**Exercise requirements**:
Check every line below for the string "matches", and copy the lines that contain it.

**Entries supplied**:
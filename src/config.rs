//! Client configuration.
//!
//! Credentials usually arrive as a device connection string:
//!
//! ```text
//! HostName=myhub.azure-devices.net;DeviceId=dev1;SharedAccessKey=a2V5
//! ```
//!
//! The remaining settings have defaults and can be overridden in code or
//! loaded from JSON.

use serde::{Deserialize, Serialize};

use crate::error::{DmError, Result};
use crate::protocol::MAX_FRAME_BUFFER;
use crate::session::RetryPolicy;

const HOST_NAME_KEY: &str = "HostName";
const DEVICE_ID_KEY: &str = "DeviceId";
const DEVICE_KEY_KEY: &str = "SharedAccessKey";

/// DM client configuration.
#[derive(Debug, Clone, PartialEq, Eq, Serialize, Deserialize)]
pub struct ClientConfig {
    /// DM server host name, also the SAS resource URI.
    pub host_name: String,

    /// Device id, sent as the LWM2M endpoint name.
    pub device_id: String,

    /// Base64 device key used to sign SAS tokens.
    pub device_key: String,

    #[serde(default = "default_token_lifetime")]
    pub token_lifetime_secs: u64,

    #[serde(default)]
    pub retry: RetryPolicy,

    /// Receive buffer size, length prefix included.
    #[serde(default = "default_max_frame_buffer")]
    pub max_frame_buffer: usize,

    /// Pause between `do_work` passes in `run`.
    #[serde(default = "default_poll_interval")]
    pub poll_interval_ms: u64,

    /// How long the engine waits on a confirmable notification.
    #[serde(default = "default_notify_timeout")]
    pub notify_timeout_secs: u64,

    /// Registration lifetime advertised to the server.
    #[serde(default = "default_lifetime")]
    pub lifetime_secs: u64,
}

fn default_token_lifetime() -> u64 {
    3600
}

fn default_max_frame_buffer() -> usize {
    MAX_FRAME_BUFFER
}

fn default_poll_interval() -> u64 {
    1000
}

fn default_notify_timeout() -> u64 {
    crate::engine::DEFAULT_NOTIFY_TIMEOUT_SECS
}

fn default_lifetime() -> u64 {
    300
}

impl Default for ClientConfig {
    fn default() -> Self {
        Self {
            host_name: String::new(),
            device_id: String::new(),
            device_key: String::new(),
            token_lifetime_secs: default_token_lifetime(),
            retry: RetryPolicy::default(),
            max_frame_buffer: default_max_frame_buffer(),
            poll_interval_ms: default_poll_interval(),
            notify_timeout_secs: default_notify_timeout(),
            lifetime_secs: default_lifetime(),
        }
    }
}

impl ClientConfig {
    /// Parse `HostName=..;DeviceId=..;SharedAccessKey=..`.
    ///
    /// All three keys are required. Unknown keys and segments without `=`
    /// are rejected. Empty segments (e.g. a trailing `;`) are ignored.
    pub fn from_connection_string(connection_string: &str) -> Result<Self> {
        let mut config = Self::default();
        let mut host_name = None;
        let mut device_id = None;
        let mut device_key = None;

        for segment in connection_string.split(';') {
            let segment = segment.trim();
            if segment.is_empty() {
                continue;
            }

            let (key, value) = segment.split_once('=').ok_or_else(|| {
                DmError::InvalidConfig(format!("segment '{}' has no '='", segment))
            })?;

            match key {
                HOST_NAME_KEY => host_name = Some(value.to_string()),
                DEVICE_ID_KEY => device_id = Some(value.to_string()),
                DEVICE_KEY_KEY => device_key = Some(value.to_string()),
                other => {
                    return Err(DmError::InvalidConfig(format!(
                        "unknown connection string key '{}'",
                        other
                    )))
                }
            }
        }

        config.host_name = required(host_name, HOST_NAME_KEY)?;
        config.device_id = required(device_id, DEVICE_ID_KEY)?;
        config.device_key = required(device_key, DEVICE_KEY_KEY)?;
        Ok(config)
    }

    /// Load a configuration from JSON.
    pub fn from_json(json: &str) -> Result<Self> {
        let config: Self = serde_json::from_str(json)?;
        config.validate().map_err(DmError::InvalidConfig)?;
        Ok(config)
    }

    pub fn token_lifetime(&self) -> std::time::Duration {
        std::time::Duration::from_secs(self.token_lifetime_secs)
    }

    pub fn poll_interval(&self) -> std::time::Duration {
        std::time::Duration::from_millis(self.poll_interval_ms)
    }

    pub fn notify_timeout(&self) -> std::time::Duration {
        std::time::Duration::from_secs(self.notify_timeout_secs)
    }

    /// Validates configuration.
    pub fn validate(&self) -> std::result::Result<(), String> {
        if self.host_name.is_empty() {
            return Err("host_name is required".to_string());
        }
        if self.device_id.is_empty() {
            return Err("device_id is required".to_string());
        }
        if self.device_key.is_empty() {
            return Err("device_key is required".to_string());
        }
        if self.token_lifetime_secs == 0 {
            return Err("token_lifetime_secs must be > 0".to_string());
        }
        if self.lifetime_secs == 0 {
            return Err("lifetime_secs must be > 0".to_string());
        }
        if self.max_frame_buffer <= crate::protocol::LENGTH_FIELD_SIZE {
            return Err("max_frame_buffer must exceed the length prefix".to_string());
        }
        self.retry.validate()
    }
}

fn required(value: Option<String>, key: &str) -> Result<String> {
    match value {
        Some(v) if !v.is_empty() => Ok(v),
        _ => Err(DmError::InvalidConfig(format!("missing {}", key))),
    }
}

#[cfg(test)]
mod tests {
    use super::*;

    const CONNECTION_STRING: &str =
        "HostName=myhub.azure-devices.net;DeviceId=dev1;SharedAccessKey=a2V5";

    #[test]
    fn test_default_config() {
        let config = ClientConfig::default();
        assert_eq!(config.token_lifetime_secs, 3600);
        assert_eq!(config.max_frame_buffer, 1024);
        assert_eq!(config.retry.max_delay_secs, 36000);
        assert_eq!(config.notify_timeout(), std::time::Duration::from_secs(60));
        assert_eq!(config.lifetime_secs, 300);
        // Credentials are not defaulted.
        assert!(config.validate().is_err());
    }

    #[test]
    fn test_connection_string() {
        let config = ClientConfig::from_connection_string(CONNECTION_STRING).unwrap();
        assert_eq!(config.host_name, "myhub.azure-devices.net");
        assert_eq!(config.device_id, "dev1");
        assert_eq!(config.device_key, "a2V5");
        assert!(config.validate().is_ok());
    }

    #[test]
    fn test_connection_string_key_with_padding() {
        let config = ClientConfig::from_connection_string(
            "HostName=h.example;DeviceId=d;SharedAccessKey=YWJjZA==;",
        )
        .unwrap();
        assert_eq!(config.device_key, "YWJjZA==");
    }

    #[test]
    fn test_connection_string_errors() {
        let missing = ClientConfig::from_connection_string("HostName=h;DeviceId=d");
        assert!(matches!(missing, Err(DmError::InvalidConfig(_))));

        let unknown = ClientConfig::from_connection_string(&format!("{};Extra=1", CONNECTION_STRING));
        assert!(matches!(unknown, Err(DmError::InvalidConfig(_))));

        let no_equals = ClientConfig::from_connection_string("HostName");
        assert!(matches!(no_equals, Err(DmError::InvalidConfig(_))));
    }

    #[test]
    fn test_from_json_fills_defaults() {
        let config = ClientConfig::from_json(
            r#"{"host_name":"h.example","device_id":"d","device_key":"a2V5","retry":{"max_delay_secs":10}}"#,
        )
        .unwrap();

        assert_eq!(config.retry.initial_delay_secs, 1);
        assert_eq!(config.retry.max_delay_secs, 10);
        assert_eq!(config.poll_interval_ms, 1000);
    }

    #[test]
    fn test_from_json_validates() {
        let result = ClientConfig::from_json(r#"{"host_name":"","device_id":"d","device_key":"k"}"#);
        assert!(matches!(result, Err(DmError::InvalidConfig(_))));

        let result = ClientConfig::from_json(
            r#"{"host_name":"h","device_id":"d","device_key":"k","lifetime_secs":0}"#,
        );
        assert!(matches!(result, Err(DmError::InvalidConfig(_))));

        let result = ClientConfig::from_json("not json");
        assert!(matches!(result, Err(DmError::Json(_))));
    }
}
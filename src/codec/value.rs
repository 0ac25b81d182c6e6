//! Wire values exchanged with the protocol engine.
//!
//! A [`Value`] is the decoded form of one resource's TLV record. The engine
//! hands the dispatcher whatever the server sent, which may be a typed TLV
//! value or plain text; marshalers decide how strictly to interpret it.

use bytes::Bytes;

/// Declared type of a resource, stored next to its permission bits.
#[derive(Debug, Clone, Copy, PartialEq, Eq, Hash, Default)]
pub enum DataType {
    /// No such property.
    #[default]
    Undefined,
    String,
    Integer,
    Float,
    Boolean,
    Opaque,
    /// Seconds since the Unix epoch, carried as an integer.
    Time,
}

/// A single resource value in wire representation.
#[derive(Debug, Clone, PartialEq)]
pub enum Value {
    /// Text. Also how plain-text payloads of any declared type arrive.
    String(Bytes),
    /// Raw bytes. TLV-encoded numbers arrive this way too.
    Opaque(Bytes),
    Integer(i64),
    Float(f64),
    Boolean(bool),
}

impl Value {
    /// Build a string value from text.
    pub fn text(s: impl Into<String>) -> Self {
        Value::String(Bytes::from(s.into()))
    }

    /// Build an opaque value from bytes.
    pub fn opaque(bytes: impl Into<Bytes>) -> Self {
        Value::Opaque(bytes.into())
    }

    /// The wire type tag of this value.
    pub fn data_type(&self) -> DataType {
        match self {
            Value::String(_) => DataType::String,
            Value::Opaque(_) => DataType::Opaque,
            Value::Integer(_) => DataType::Integer,
            Value::Float(_) => DataType::Float,
            Value::Boolean(_) => DataType::Boolean,
        }
    }

    /// Raw bytes for string and opaque values.
    pub fn as_bytes(&self) -> Option<&[u8]> {
        match self {
            Value::String(b) | Value::Opaque(b) => Some(b),
            _ => None,
        }
    }

    /// Text content, if this is a string holding valid UTF-8.
    pub fn as_str(&self) -> Option<&str> {
        match self {
            Value::String(b) => std::str::from_utf8(b).ok(),
            _ => None,
        }
    }

    pub fn as_integer(&self) -> Option<i64> {
        match self {
            Value::Integer(v) => Some(*v),
            _ => None,
        }
    }

    pub fn as_float(&self) -> Option<f64> {
        match self {
            Value::Float(v) => Some(*v),
            _ => None,
        }
    }

    pub fn as_bool(&self) -> Option<bool> {
        match self {
            Value::Boolean(v) => Some(*v),
            _ => None,
        }
    }
}

impl From<&str> for Value {
    fn from(s: &str) -> Self {
        Value::text(s)
    }
}

impl From<i64> for Value {
    fn from(v: i64) -> Self {
        Value::Integer(v)
    }
}

impl From<f64> for Value {
    fn from(v: f64) -> Self {
        Value::Float(v)
    }
}

impl From<bool> for Value {
    fn from(v: bool) -> Self {
        Value::Boolean(v)
    }
}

**Solution to this problem**:
        assert!(matches!(missing, Err(DmError::InvalidConfig(_))));
        assert!(matches!(unknown, Err(DmError::InvalidConfig(_))));
        assert!(matches!(no_equals, Err(DmError::InvalidConfig(_))));
        assert!(matches!(result, Err(DmError::InvalidConfig(_))));
        assert!(matches!(result, Err(DmError::InvalidConfig(_))));
        assert!(matches!(result, Err(DmError::Json(_))));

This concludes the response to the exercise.